_Exercise directions_
Which lines in the records below contain the word "level"? Report each of them.

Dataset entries
========

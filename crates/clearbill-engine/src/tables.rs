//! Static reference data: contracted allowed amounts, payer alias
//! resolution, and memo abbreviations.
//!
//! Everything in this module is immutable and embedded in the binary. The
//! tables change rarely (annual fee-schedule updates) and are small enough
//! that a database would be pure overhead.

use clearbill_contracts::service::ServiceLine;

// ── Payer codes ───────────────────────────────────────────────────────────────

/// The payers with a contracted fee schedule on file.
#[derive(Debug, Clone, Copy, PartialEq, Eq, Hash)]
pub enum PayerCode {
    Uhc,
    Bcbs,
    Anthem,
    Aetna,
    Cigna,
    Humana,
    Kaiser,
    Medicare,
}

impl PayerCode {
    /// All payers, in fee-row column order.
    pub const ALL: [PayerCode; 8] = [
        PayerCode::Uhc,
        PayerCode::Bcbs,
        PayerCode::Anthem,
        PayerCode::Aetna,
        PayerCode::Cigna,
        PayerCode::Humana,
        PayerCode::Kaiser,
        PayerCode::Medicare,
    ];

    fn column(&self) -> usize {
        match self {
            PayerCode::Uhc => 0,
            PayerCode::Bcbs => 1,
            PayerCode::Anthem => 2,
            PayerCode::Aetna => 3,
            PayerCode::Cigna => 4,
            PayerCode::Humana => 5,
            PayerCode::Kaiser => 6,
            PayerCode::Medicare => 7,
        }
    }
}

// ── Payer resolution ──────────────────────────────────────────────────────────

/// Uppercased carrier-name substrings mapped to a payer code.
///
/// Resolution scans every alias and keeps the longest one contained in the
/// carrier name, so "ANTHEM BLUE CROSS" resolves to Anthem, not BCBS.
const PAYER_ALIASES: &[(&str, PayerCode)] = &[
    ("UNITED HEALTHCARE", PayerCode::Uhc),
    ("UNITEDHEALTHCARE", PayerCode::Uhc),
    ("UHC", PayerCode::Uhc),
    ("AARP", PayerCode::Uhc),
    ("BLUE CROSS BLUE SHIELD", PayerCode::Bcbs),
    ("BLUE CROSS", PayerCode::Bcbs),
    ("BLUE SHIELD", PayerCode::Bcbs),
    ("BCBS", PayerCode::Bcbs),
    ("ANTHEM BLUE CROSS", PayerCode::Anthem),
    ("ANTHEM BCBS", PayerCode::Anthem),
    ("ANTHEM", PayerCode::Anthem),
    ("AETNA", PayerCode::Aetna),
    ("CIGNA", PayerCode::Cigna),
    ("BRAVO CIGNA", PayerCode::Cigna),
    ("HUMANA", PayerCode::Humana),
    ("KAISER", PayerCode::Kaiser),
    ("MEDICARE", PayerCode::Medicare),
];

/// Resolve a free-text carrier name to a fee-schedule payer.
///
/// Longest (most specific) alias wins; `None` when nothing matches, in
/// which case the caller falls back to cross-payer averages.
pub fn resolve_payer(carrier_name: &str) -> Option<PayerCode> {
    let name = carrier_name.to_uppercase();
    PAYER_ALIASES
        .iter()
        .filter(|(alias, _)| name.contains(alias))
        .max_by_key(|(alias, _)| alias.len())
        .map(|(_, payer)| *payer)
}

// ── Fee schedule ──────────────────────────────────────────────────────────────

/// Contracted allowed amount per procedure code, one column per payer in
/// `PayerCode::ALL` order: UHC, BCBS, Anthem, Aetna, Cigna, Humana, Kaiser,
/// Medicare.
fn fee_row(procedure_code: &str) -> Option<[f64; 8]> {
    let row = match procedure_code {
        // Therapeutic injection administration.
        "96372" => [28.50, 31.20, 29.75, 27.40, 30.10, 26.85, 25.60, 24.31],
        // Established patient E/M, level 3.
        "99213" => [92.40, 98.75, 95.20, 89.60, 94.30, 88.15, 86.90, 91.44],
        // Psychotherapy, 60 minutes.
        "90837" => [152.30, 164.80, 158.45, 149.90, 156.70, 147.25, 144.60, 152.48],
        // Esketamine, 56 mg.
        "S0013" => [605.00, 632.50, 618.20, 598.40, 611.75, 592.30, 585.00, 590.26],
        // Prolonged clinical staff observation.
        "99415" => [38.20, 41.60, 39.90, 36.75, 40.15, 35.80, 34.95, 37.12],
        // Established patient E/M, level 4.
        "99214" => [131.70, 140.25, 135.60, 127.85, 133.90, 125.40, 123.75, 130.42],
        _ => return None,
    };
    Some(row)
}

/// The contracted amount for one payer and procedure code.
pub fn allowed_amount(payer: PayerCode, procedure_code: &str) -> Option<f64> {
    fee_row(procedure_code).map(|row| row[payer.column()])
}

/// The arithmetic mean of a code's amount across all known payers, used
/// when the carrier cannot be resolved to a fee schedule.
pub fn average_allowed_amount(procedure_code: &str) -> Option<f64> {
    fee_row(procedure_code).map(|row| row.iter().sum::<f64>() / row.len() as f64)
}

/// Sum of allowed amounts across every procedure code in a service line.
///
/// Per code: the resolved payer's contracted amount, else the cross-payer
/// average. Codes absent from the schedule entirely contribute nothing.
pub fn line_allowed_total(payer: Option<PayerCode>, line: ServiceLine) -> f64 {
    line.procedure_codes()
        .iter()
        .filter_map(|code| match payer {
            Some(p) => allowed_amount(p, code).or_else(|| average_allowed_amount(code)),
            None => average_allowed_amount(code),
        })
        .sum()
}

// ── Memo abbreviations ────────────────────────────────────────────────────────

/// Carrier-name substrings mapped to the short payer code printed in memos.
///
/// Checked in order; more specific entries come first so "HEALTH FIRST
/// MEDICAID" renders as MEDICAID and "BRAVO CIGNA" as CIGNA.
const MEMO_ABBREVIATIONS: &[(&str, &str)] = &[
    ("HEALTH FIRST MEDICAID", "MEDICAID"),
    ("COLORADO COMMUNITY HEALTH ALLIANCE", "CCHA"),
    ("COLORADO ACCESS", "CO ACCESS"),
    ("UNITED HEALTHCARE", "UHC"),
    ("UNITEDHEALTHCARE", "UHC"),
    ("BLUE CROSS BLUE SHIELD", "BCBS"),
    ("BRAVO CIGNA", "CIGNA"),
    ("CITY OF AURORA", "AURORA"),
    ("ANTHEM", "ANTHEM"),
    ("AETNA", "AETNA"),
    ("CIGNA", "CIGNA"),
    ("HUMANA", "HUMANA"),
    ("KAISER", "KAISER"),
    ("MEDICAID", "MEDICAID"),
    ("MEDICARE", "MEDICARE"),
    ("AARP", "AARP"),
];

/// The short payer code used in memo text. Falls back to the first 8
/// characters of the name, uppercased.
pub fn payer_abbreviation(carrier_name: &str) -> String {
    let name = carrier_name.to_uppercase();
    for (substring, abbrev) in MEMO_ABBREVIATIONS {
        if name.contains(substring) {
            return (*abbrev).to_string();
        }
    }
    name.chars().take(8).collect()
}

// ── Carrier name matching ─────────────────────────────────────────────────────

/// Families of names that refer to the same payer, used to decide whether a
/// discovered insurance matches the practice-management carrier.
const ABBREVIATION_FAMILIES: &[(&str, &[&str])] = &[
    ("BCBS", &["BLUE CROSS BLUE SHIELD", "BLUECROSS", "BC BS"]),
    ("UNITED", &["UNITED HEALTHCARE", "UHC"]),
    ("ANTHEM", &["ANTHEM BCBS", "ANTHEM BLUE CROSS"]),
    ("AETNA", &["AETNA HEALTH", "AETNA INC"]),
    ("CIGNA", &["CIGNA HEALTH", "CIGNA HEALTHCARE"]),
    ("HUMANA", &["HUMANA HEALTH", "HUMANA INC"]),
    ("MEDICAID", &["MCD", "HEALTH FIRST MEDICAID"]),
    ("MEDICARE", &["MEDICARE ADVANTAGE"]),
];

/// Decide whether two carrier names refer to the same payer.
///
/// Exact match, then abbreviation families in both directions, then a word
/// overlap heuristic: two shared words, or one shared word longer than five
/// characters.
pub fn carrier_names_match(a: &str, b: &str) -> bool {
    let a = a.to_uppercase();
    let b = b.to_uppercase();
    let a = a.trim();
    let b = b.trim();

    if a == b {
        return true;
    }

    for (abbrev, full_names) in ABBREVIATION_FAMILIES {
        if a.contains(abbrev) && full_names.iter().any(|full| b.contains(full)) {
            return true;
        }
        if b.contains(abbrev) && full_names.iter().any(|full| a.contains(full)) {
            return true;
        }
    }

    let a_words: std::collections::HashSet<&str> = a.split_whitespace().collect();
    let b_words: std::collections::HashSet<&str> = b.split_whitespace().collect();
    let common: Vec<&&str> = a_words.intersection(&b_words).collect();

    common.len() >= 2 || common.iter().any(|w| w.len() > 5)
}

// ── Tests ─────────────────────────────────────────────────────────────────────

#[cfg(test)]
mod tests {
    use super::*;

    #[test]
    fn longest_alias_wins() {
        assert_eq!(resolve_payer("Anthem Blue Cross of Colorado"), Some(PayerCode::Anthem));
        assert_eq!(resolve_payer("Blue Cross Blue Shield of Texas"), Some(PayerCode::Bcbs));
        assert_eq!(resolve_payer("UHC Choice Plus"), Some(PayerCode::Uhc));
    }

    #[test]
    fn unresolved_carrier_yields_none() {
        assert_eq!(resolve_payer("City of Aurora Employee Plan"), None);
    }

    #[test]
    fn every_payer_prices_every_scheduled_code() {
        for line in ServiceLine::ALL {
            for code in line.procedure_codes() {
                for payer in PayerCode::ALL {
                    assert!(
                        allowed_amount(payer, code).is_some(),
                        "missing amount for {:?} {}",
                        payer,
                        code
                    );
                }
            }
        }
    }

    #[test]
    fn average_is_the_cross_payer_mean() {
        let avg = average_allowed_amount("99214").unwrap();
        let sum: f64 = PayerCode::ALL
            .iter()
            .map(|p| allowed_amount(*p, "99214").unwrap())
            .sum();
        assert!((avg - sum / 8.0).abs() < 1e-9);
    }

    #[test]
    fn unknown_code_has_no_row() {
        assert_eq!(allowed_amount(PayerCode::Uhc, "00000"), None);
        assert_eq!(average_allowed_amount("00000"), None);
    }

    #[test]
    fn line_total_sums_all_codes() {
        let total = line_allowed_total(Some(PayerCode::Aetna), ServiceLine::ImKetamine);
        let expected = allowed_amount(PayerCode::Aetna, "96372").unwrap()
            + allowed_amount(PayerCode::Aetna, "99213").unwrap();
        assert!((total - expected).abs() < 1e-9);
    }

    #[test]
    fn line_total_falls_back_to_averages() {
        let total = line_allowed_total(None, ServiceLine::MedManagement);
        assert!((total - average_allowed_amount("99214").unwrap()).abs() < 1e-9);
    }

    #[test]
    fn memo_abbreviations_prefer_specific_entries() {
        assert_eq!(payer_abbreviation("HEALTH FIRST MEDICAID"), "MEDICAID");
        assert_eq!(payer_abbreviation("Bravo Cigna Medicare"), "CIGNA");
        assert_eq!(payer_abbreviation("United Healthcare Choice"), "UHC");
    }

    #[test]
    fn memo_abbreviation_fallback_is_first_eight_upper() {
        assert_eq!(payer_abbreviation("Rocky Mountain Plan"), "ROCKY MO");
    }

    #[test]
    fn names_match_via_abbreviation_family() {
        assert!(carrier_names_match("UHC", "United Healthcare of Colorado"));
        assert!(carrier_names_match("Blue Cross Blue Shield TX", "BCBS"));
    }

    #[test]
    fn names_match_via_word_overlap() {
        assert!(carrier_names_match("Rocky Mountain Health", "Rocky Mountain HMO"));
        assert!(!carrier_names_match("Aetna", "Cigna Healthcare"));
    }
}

========

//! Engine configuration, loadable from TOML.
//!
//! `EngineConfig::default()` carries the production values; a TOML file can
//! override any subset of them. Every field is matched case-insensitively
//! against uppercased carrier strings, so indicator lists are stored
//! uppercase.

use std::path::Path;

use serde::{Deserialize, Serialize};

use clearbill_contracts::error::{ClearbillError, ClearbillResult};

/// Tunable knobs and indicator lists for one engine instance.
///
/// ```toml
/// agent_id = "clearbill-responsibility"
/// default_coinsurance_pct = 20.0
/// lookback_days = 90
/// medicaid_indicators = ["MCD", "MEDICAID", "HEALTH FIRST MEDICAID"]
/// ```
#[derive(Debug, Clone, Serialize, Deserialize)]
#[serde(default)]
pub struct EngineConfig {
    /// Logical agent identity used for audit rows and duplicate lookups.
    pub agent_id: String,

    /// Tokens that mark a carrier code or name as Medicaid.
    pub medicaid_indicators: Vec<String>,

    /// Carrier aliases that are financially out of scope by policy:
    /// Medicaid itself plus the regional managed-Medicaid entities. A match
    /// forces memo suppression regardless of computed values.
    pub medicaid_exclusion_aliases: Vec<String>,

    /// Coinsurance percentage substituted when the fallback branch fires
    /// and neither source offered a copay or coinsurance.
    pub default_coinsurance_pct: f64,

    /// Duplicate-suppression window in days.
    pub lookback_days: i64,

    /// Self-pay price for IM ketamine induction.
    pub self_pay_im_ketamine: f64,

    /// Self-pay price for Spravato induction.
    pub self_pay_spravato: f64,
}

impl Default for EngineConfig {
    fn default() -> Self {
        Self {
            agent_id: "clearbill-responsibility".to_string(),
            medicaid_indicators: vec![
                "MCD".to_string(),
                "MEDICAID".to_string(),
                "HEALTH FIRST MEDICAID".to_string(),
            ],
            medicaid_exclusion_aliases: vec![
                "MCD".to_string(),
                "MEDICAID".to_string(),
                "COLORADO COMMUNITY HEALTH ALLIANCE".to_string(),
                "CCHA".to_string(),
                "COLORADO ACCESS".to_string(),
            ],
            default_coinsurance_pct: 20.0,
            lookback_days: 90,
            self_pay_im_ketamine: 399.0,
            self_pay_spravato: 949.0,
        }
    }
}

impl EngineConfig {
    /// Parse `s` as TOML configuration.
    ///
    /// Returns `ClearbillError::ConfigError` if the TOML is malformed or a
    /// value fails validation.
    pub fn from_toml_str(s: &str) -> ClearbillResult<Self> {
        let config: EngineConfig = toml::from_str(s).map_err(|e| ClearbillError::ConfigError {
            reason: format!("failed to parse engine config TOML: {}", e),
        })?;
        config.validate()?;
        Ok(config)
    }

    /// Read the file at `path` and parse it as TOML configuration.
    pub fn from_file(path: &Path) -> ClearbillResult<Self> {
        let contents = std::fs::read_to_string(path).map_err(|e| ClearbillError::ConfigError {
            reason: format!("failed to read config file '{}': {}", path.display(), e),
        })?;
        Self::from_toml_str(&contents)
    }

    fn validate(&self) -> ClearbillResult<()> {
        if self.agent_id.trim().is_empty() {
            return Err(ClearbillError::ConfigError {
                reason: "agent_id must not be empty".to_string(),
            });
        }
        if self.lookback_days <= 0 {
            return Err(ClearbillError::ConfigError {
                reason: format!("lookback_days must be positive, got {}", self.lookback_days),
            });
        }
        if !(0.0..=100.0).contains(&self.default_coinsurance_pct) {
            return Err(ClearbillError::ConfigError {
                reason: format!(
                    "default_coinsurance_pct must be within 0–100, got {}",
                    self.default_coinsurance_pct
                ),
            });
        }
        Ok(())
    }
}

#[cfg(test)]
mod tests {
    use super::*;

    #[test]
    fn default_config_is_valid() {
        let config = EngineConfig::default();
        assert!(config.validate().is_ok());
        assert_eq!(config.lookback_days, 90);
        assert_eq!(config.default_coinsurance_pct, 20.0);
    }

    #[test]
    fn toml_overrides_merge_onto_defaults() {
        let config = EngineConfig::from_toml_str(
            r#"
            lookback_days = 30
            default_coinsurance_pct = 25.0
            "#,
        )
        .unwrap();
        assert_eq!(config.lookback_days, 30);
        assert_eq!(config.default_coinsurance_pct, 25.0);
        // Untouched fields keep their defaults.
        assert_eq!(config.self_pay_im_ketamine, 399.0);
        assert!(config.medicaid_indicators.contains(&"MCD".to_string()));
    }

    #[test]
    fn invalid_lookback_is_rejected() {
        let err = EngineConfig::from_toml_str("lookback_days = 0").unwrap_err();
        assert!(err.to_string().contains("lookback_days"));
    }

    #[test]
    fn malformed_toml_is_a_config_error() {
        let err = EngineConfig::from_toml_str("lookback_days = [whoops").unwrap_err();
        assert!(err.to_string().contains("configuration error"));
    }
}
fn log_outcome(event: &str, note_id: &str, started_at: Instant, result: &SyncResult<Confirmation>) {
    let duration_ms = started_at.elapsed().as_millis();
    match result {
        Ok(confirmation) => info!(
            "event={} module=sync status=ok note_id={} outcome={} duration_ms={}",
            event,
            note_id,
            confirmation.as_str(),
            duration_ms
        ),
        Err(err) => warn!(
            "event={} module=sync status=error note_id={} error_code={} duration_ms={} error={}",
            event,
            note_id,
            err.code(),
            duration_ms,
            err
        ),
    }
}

========

_Written solution_
        // Established patient E/M, level 3.
        // Established patient E/M, level 4.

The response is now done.